Grieving a loss of a loved one is one of the hardest things we can go through life. It is a difficult, personal and a universal process that each of us undergo. We all experience different stages of loss and grief. These stages do not necessarily come in order. We often transcend in between stages before we can finally peacefully accept the death of our loved one. Learning about these stages will help the bereaved and, most importantly, their loved ones in understanding what the bereaved is going through. This helps the loved ones to better help the bereaved in accepting the loss.
People grieve differently. There are some people who to hide what they are feeling and there are some who openly express how they feel. It is important, however, to avoid in judging how they grieve the loss of their loved one. The first stage is denial and isolation. People in this stage deny the reality of the situation. It is a defense mechanism that buffers the shock that the person experiences upon finding out the bad news. The next stage is anger. After the denial expires, people in this stage start to experience the harsh truth. This is where the blaming starts. People tend to seek for reasons and answers to the loss. They end up feeling the guilty of blaming others which makes us angrier.

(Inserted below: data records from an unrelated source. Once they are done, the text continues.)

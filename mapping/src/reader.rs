//! Reconstructs objects from graph results.
//!
//! Nodes resolve to descriptors by their labels, relationships attach to the
//! relationship fields whose type and direction accept them. Objects already
//! tracked under an identity are reused and refreshed, so a load never hands
//! out two objects for one node.

use crate::{MappedRelationship, MappingContext};
use std::collections::HashMap;
use strand_core::{same_object, EntityRef, GraphModel, Properties, RelationshipModel};
use strand_metadata::{EntityDescriptor, MetaData};
use tracing::debug;

/// A node object produced by a read.
#[derive(Clone)]
struct ReadNode {
    id: i64,
    entity: EntityRef,
    labels: Vec<String>,
}

impl ReadNode {
    fn is_a(&self, descriptor: &EntityDescriptor) -> bool {
        descriptor.labels().iter().all(|l| self.labels.contains(l))
    }
}

/// Objects produced by one read, in result order.
#[derive(Clone, Default)]
pub struct ReadResult {
    nodes: Vec<ReadNode>,
    relationship_entities: Vec<(i64, String, EntityRef)>,
}

impl ReadResult {
    /// Objects of a mapped type. Nodes match when they carry every label of
    /// the type, so a more specific type is returned for a general one.
    pub fn of_type(&self, descriptor: &EntityDescriptor) -> Vec<EntityRef> {
        if descriptor.is_relationship_entity() {
            return self
                .relationship_entities
                .iter()
                .filter(|(_, name, _)| *name == descriptor.name)
                .map(|(_, _, e)| e.clone())
                .collect();
        }
        self.nodes
            .iter()
            .filter(|n| n.is_a(descriptor))
            .map(|n| n.entity.clone())
            .collect()
    }

    /// The object read for an identity, if it is of the descriptor's type.
    pub fn by_id(&self, descriptor: &EntityDescriptor, id: i64) -> Option<EntityRef> {
        if descriptor.is_relationship_entity() {
            self.relationship_entities
                .iter()
                .find(|(rid, _, _)| *rid == id)
                .map(|(_, _, e)| e.clone())
        } else {
            self.nodes
                .iter()
                .find(|n| n.id == id && n.is_a(descriptor))
                .map(|n| n.entity.clone())
        }
    }

    pub fn is_empty(&self) -> bool {
        self.nodes.is_empty() && self.relationship_entities.is_empty()
    }
}

/// Reads graph results into objects, refreshing the mapping context.
pub struct GraphReader<'a> {
    metadata: &'a MetaData,
    context: &'a mut MappingContext,
}

impl<'a> GraphReader<'a> {
    /// Create a new reader.
    pub fn new(metadata: &'a MetaData, context: &'a mut MappingContext) -> Self {
        Self { metadata, context }
    }

    /// Read a graph fragment.
    pub fn read(&mut self, graph: &GraphModel) -> ReadResult {
        let mut result = ReadResult::default();
        let mut nodes: HashMap<i64, (EntityRef, &'a EntityDescriptor)> = HashMap::new();

        for node in &graph.nodes {
            let descriptor = match self.metadata.resolve_labels(&node.labels) {
                Some(d) => d,
                None => {
                    debug!(id = node.id, labels = ?node.labels, "no entity mapped for node labels");
                    continue;
                }
            };
            let entity = self.instance(descriptor, node.id, &node.properties);
            nodes.insert(node.id, (entity.clone(), descriptor));
            result.nodes.push(ReadNode {
                id: node.id,
                entity,
                labels: node.labels.clone(),
            });
        }

        let mut links: Vec<(EntityRef, String, EntityRef)> = Vec::new();
        for rel in &graph.relationships {
            let (start, start_descriptor) = match self.endpoint(&nodes, rel.start_node) {
                Some(found) => found,
                None => continue,
            };
            let (end, end_descriptor) = match self.endpoint(&nodes, rel.end_node) {
                Some(found) => found,
                None => continue,
            };

            match self.metadata.relationship_entity(&rel.rel_type) {
                Some(descriptor) => {
                    let entity = self.relationship_instance(descriptor, rel, &start, &end);
                    for field in &start_descriptor.relationships {
                        if field.rel_type == rel.rel_type
                            && field.direction.accepts_outgoing()
                            && field.target_type == descriptor.name
                        {
                            links.push((start.clone(), field.name.clone(), entity.clone()));
                        }
                    }
                    for field in &end_descriptor.relationships {
                        if field.rel_type == rel.rel_type
                            && field.direction.accepts_incoming()
                            && field.target_type == descriptor.name
                        {
                            links.push((end.clone(), field.name.clone(), entity.clone()));
                        }
                    }
                    result
                        .relationship_entities
                        .push((rel.id, descriptor.name.clone(), entity));
                }
                None => {
                    for field in &start_descriptor.relationships {
                        if field.rel_type == rel.rel_type
                            && field.direction.accepts_outgoing()
                            && self.accepts(&field.target_type, end_descriptor)
                        {
                            links.push((start.clone(), field.name.clone(), end.clone()));
                        }
                    }
                    for field in &end_descriptor.relationships {
                        if field.rel_type == rel.rel_type
                            && field.direction.accepts_incoming()
                            && self.accepts(&field.target_type, start_descriptor)
                        {
                            links.push((end.clone(), field.name.clone(), start.clone()));
                        }
                    }
                }
            }

            self.context.remember(
                MappedRelationship::new(rel.start_node, rel.rel_type.clone(), rel.end_node)
                    .with_id(rel.id),
            );
        }

        for (owner, field, target) in links {
            let mut current = owner.borrow().related(&field);
            if !current.iter().any(|e| same_object(e, &target)) {
                current.push(target);
                owner.borrow_mut().set_related(&field, current);
            }
        }

        result
    }

    /// Reuse the tracked object for a node, or instantiate one, then load
    /// its properties and refresh its snapshot.
    fn instance(&mut self, descriptor: &EntityDescriptor, id: i64, properties: &Properties) -> EntityRef {
        let entity = match self.context.tracked(descriptor, id) {
            Some(tracked) if tracked.type_name == descriptor.name => tracked.entity.clone(),
            _ => (descriptor.factory)(),
        };
        {
            let mut borrowed = entity.borrow_mut();
            borrowed.set_id(Some(id));
            // Properties the server lacks are null there, so the snapshot
            // must not keep a local value for them.
            for field in &descriptor.properties {
                let value = properties.get(field.graph_name()).cloned().unwrap_or_default();
                borrowed.set_property(&field.name, value);
            }
        }
        self.context.register(id, descriptor, &entity);
        entity
    }

    fn relationship_instance(
        &mut self,
        descriptor: &EntityDescriptor,
        rel: &RelationshipModel,
        start: &EntityRef,
        end: &EntityRef,
    ) -> EntityRef {
        let entity = self.instance(descriptor, rel.id, &rel.properties);
        {
            let mut borrowed = entity.borrow_mut();
            if let Some(field) = &descriptor.start_field {
                borrowed.set_related(field, vec![start.clone()]);
            }
            if let Some(field) = &descriptor.end_field {
                borrowed.set_related(field, vec![end.clone()]);
            }
        }
        entity
    }

    /// A relationship endpoint read now, or tracked from an earlier read.
    fn endpoint(
        &self,
        nodes: &HashMap<i64, (EntityRef, &'a EntityDescriptor)>,
        id: i64,
    ) -> Option<(EntityRef, &'a EntityDescriptor)> {
        if let Some((entity, descriptor)) = nodes.get(&id) {
            return Some((entity.clone(), *descriptor));
        }
        let tracked = self.context.node(id)?;
        let descriptor = self.metadata.descriptor(&tracked.type_name)?;
        Some((tracked.entity.clone(), descriptor))
    }

    /// Check whether a field typed `target_type` can hold an object of `candidate`.
    fn accepts(&self, target_type: &str, candidate: &EntityDescriptor) -> bool {
        if target_type == candidate.name {
            return true;
        }
        match self.metadata.descriptor(target_type) {
            Some(target) => target
                .labels()
                .iter()
                .all(|l| candidate.labels().contains(l)),
            None => false,
        }
    }
}
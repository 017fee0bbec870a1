//! Ad-hoc statements: guards, row mapping, cardinality and counts.

use pretty_assertions::assert_eq;
use strand_tests::prelude::*;

mod guards {
    use super::*;
    use pretty_assertions::assert_eq;

    #[test]
    fn test_write_keywords_rejected_in_any_case() {
        let metadata = metadata();
        let (mut session, server) = session(&metadata);

        for cypher in [
            "CREATE (n:Person) RETURN n",
            "match (n) merge (m:Person {name: 'x'}) return m",
            "MATCH (n) Set n.name = 'x' RETURN n",
            "MATCH (n) DETACH delete n",
            "MATCH (n) REMOVE n.age RETURN n",
        ] {
            let result = session.query(cypher, props!());
            assert!(
                matches!(result, Err(SessionError::ReadOnlyViolation { .. })),
                "{} should be rejected",
                cypher
            );
        }

        assert_eq!(server.request_count(), 0);
    }

    #[test]
    fn test_keywords_inside_identifiers_are_accepted() {
        let metadata = metadata();
        let (mut session, server) = session(&metadata);

        let result = session.query(
            "MATCH (n:Dataset {createdAt: $at}) WHERE n.offset > 0 AND n.reset IS NULL RETURN n.name",
            props! { "at" => 3i64 },
        );

        assert!(result.is_ok());
        assert_eq!(server.request_count(), 1);
    }

    #[test]
    fn test_read_only_guard_applies_to_typed_queries() {
        let metadata = metadata();
        let (mut session, server) = session(&metadata);

        let result = session.query_for("Person", "CREATE (n:Person) RETURN n", props!());

        assert!(matches!(
            result,
            Err(SessionError::ReadOnlyViolation { keyword }) if keyword == "CREATE"
        ));
        assert_eq!(server.request_count(), 0);
    }

    #[test]
    fn test_blank_statements_rejected() {
        let metadata = metadata();
        let (mut session, server) = session(&metadata);

        assert!(matches!(session.query("   ", props!()), Err(SessionError::EmptyStatement)));
        assert!(matches!(session.execute(""), Err(SessionError::EmptyStatement)));
        assert!(matches!(
            session.query_for(" ", "MATCH (n) RETURN n", props!()),
            Err(SessionError::InvalidType)
        ));
        assert_eq!(server.request_count(), 0);
    }

    #[test]
    fn test_execute_rejects_return_clause() {
        let metadata = metadata();
        let (mut session, server) = session(&metadata);

        assert!(matches!(
            session.execute("MATCH (n) RETURN n"),
            Err(SessionError::ReturnNotAllowed)
        ));
        assert!(matches!(
            session.execute("match (n) return n.name"),
            Err(SessionError::ReturnNotAllowed)
        ));
        assert_eq!(server.request_count(), 0);
    }

    #[test]
    fn test_execute_accepts_return_inside_identifiers() {
        let metadata = metadata();
        let (mut session, server) = session(&metadata);

        let result = session.execute("MATCH (n:Loan) SET n.returnDate = 1");

        assert!(result.is_ok());
        assert_eq!(server.request_count(), 1);
    }

    #[test]
    fn test_named_queries_unsupported() {
        let metadata = metadata();
        let (mut session, server) = session(&metadata);

        assert!(matches!(
            session.named_query("peopleByName"),
            Err(SessionError::UnsupportedNamedQuery { name }) if name == "peopleByName"
        ));
        assert_eq!(server.request_count(), 0);
    }
}

mod rows {
    use super::*;
    use pretty_assertions::assert_eq;

    #[test]
    fn test_query_maps_rows_by_column() {
        let metadata = metadata();
        let (mut session, server) = session(&metadata);
        server.reply(replies::rows(
            &["name", "born"],
            vec![vec![json!("Ada"), json!(1815)], vec![json!("Bob"), json!(null)]],
        ));

        let rows = session
            .query("MATCH (n:Person) RETURN n.name AS name, n.year_of_birth AS born", props!())
            .unwrap();

        assert_eq!(
            rows,
            vec![
                props! { "name" => "Ada", "born" => 1815i64 },
                props! { "name" => "Bob", "born" => Value::Null },
            ]
        );
        let statement = server.last_statement().unwrap();
        assert_eq!(statement["resultDataContents"], json!(["row"]));
    }

    #[test]
    fn test_query_for_scalar_type_reads_single_column() {
        let metadata = metadata();
        let (mut session, server) = session(&metadata);
        server.reply(replies::rows(&["name"], vec![vec![json!("Ada")], vec![json!("Bob")]]));

        let names = session
            .query_for("String", "MATCH (n:Person) RETURN n.name", props!())
            .unwrap();

        let names: Vec<Value> = names.into_iter().filter_map(QueryItem::into_value).collect();
        assert_eq!(names, vec![Value::from("Ada"), Value::from("Bob")]);
    }

    #[test]
    fn test_query_for_mapped_type_returns_objects() {
        let metadata = metadata();
        let (mut session, server) = session(&metadata);
        server.reply(replies::graph(
            vec![
                replies::node(1, "Person", json!({"name": "Ada"})),
                replies::node(2, "Movie", json!({"title": "Up"})),
            ],
            vec![],
        ));

        let found = session
            .query_for("Person", "MATCH (n:Person) RETURN n", props!())
            .unwrap();

        assert_eq!(found.len(), 1);
        let ada = found[0].as_entity().unwrap();
        assert_eq!(ada.borrow().property("name"), Value::from("Ada"));
        assert_eq!(
            server.last_statement().unwrap()["resultDataContents"],
            json!(["graph"])
        );
    }

    #[test]
    fn test_query_for_object_cardinality() {
        let metadata = metadata();
        let (mut session, server) = session(&metadata);
        let cypher = "MATCH (n:Person) RETURN n.name";

        // no row
        server.reply(replies::rows(&["n.name"], vec![]));
        assert!(session.query_for_object("String", cypher, props!()).unwrap().is_none());

        // one row
        server.reply(replies::rows(&["n.name"], vec![vec![json!("Ada")]]));
        let one = session.query_for_object("String", cypher, props!()).unwrap().unwrap();
        assert_eq!(one.into_value(), Some(Value::from("Ada")));

        // two rows
        server.reply(replies::rows(&["n.name"], vec![vec![json!("Ada")], vec![json!("Bob")]]));
        assert!(matches!(
            session.query_for_object("String", cypher, props!()),
            Err(SessionError::IncorrectResultSize { expected: 1, actual: 2 })
        ));
    }

    #[test]
    fn test_server_error_surfaces_as_request_error() {
        let metadata = metadata();
        let (mut session, server) = session(&metadata);
        server.reply(replies::error("Neo.ClientError.Statement.SyntaxError", "Invalid input"));

        let result = session.query("MATCH (n RETURN n", props!());

        assert!(matches!(result, Err(SessionError::Request(_))));
    }
}

mod execute {
    use super::*;
    use pretty_assertions::assert_eq;

    #[test]
    fn test_execute_returns_update_counters() {
        let metadata = metadata();
        let (mut session, server) = session(&metadata);
        server.reply(replies::stats(json!({"contains_updates": true, "properties_set": 2})));

        let stats = session.execute("MATCH (n:Person) SET n.flag = true").unwrap();

        assert!(stats.contains_updates);
        assert_eq!(stats.properties_set, 2);
        let statement = server.last_statement().unwrap();
        assert_eq!(statement["includeStats"], json!(true));
        assert_eq!(statement["parameters"], json!({}));
    }

    #[test]
    fn test_execute_with_parameters() {
        let metadata = metadata();
        let (mut session, server) = session(&metadata);

        session
            .execute_with("MATCH (n:Person {name: $name}) SET n.flag = true", props! { "name" => "Ada" })
            .unwrap();

        assert_eq!(server.last_statement().unwrap()["parameters"], json!({"name": "Ada"}));
    }
}

mod counts {
    use super::*;
    use pretty_assertions::assert_eq;

    #[test]
    fn test_unmapped_type_counts_zero_without_request() {
        let metadata = metadata();
        let (mut session, server) = session(&metadata);

        assert_eq!(session.count_entities_of_type("Studio").unwrap(), 0);
        assert_eq!(server.request_count(), 0);
    }

    #[test]
    fn test_count_nodes_by_label() {
        let metadata = metadata();
        let (mut session, server) = session(&metadata);
        server.reply(replies::rows(&["COUNT(n)"], vec![vec![json!(3)]]));

        assert_eq!(session.count_entities_of_type("Person").unwrap(), 3);
        assert_eq!(server.statements(), vec!["MATCH (n:`Person`) RETURN COUNT(n)".to_string()]);
    }

    #[test]
    fn test_count_relationship_entities_by_type() {
        let metadata = metadata();
        let (mut session, server) = session(&metadata);
        server.reply(replies::rows(&["COUNT(r)"], vec![vec![json!(5)]]));

        assert_eq!(session.count_entities_of_type("Role").unwrap(), 5);
        assert_eq!(
            server.statements(),
            vec!["MATCH ()-[r:`ACTS_IN`]->() RETURN COUNT(r)".to_string()]
        );
    }
}
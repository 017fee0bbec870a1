//! Strand Request
//!
//! Request/response handling for the transactional endpoint.
//!
//! Responsibilities:
//! - Serialize statement batches into the wire body
//! - Post them through a pluggable `Transport`
//! - Turn server `errors` into typed errors
//! - Hand results out through forward-only cursors that close on drop

mod error;
mod handler;
mod response;
mod transport;
mod wire;

pub use error::{RequestError, RequestResult};
pub use handler::{RequestHandler, ServerResponse};
pub use response::Response;
pub use transport::{Transport, TransportError, TransportResponse, TransportResult};
pub use wire::{ResponseBody, ResultData, ServerError, StatementResult, StatementsBody};
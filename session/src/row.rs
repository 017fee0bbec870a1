//! Row mapping for queries over unmapped result types.

use crate::{SessionError, SessionResult};
use std::fmt;
use strand_core::{messages, EntityRef, Properties, Value};

/// A result row keyed by column name.
pub type RowMap = Properties;

/// Turns one result row into a caller value.
pub trait RowMapper {
    type Output;

    fn map_row(&self, columns: &[String], row: &[Value]) -> SessionResult<Self::Output>;
}

/// Maps a row to a column → value map.
#[derive(Debug, Clone, Copy, Default)]
pub struct MapRowMapper;

impl RowMapper for MapRowMapper {
    type Output = RowMap;

    fn map_row(&self, columns: &[String], row: &[Value]) -> SessionResult<RowMap> {
        Ok(columns.iter().cloned().zip(row.iter().cloned()).collect())
    }
}

/// Maps a single-column row to its value.
#[derive(Debug, Clone, Copy, Default)]
pub struct ScalarRowMapper;

impl RowMapper for ScalarRowMapper {
    type Output = Value;

    fn map_row(&self, _columns: &[String], row: &[Value]) -> SessionResult<Value> {
        match row {
            [] => Ok(Value::Null),
            [value] => Ok(value.clone()),
            _ => Err(SessionError::row_shape(messages::ERR_SCALAR_COLUMNS)),
        }
    }
}

/// One result of a typed query: a mapped object, or a row-mapped value.
#[derive(Clone)]
pub enum QueryItem<V> {
    Entity(EntityRef),
    Value(V),
}

impl<V> QueryItem<V> {
    pub fn as_entity(&self) -> Option<&EntityRef> {
        match self {
            QueryItem::Entity(entity) => Some(entity),
            QueryItem::Value(_) => None,
        }
    }

    pub fn as_value(&self) -> Option<&V> {
        match self {
            QueryItem::Entity(_) => None,
            QueryItem::Value(value) => Some(value),
        }
    }

    pub fn into_value(self) -> Option<V> {
        match self {
            QueryItem::Entity(_) => None,
            QueryItem::Value(value) => Some(value),
        }
    }
}

impl<V: fmt::Debug> fmt::Debug for QueryItem<V> {
    fn fmt(&self, f: &mut fmt::Formatter<'_>) -> fmt::Result {
        match self {
            QueryItem::Entity(entity) => {
                let borrowed = entity.borrow();
                f.debug_tuple("Entity")
                    .field(&borrowed.type_name())
                    .field(&borrowed.id())
                    .finish()
            }
            QueryItem::Value(value) => f.debug_tuple("Value").field(value).finish(),
        }
    }
}
//! Strand Mapping
//!
//! Object-graph mapping between mapped domain objects and the server graph.
//!
//! Responsibilities:
//! - Track persisted objects by server identity (the mapping context)
//! - Compile an object graph into an ordered batch of write statements
//! - Bind server identities back onto saved objects
//! - Reconstruct objects from graph results

mod compiler;
mod context;
mod error;
mod mapper;
mod reader;


pub use compiler::{BatchRecord, Binding, CompiledBatch, CompiledStatement, NodeRef};
pub use context::{MappedRelationship, MappingContext, TrackedEntity};
pub use error::{MappingError, MappingResult};
pub use mapper::GraphMapper;
pub use reader::{GraphReader, ReadResult};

The third stage is bargaining. In this stage, people tend to feel helpless and vulnerable. This is where they start to say the “If” or “What ifs.” They feel the need to regain control. The next stage is depression. People experiencing this stage tend to worry a lot. It is often accompanied by sadness. Therefore, don’t be surprised if you see the bereaved hugging the cremation urns of the deceased while crying. In this stage, it is important to remember to comfort the one grieving. A simple hug might make them feel at ease. The final stage is acceptance. This is one of the stages that most people have a hard time achieving. This is a stage wherein people tend to be in a calm state. This is when a person feels okay inholding the cremation jewelry of the deceased without freaking out.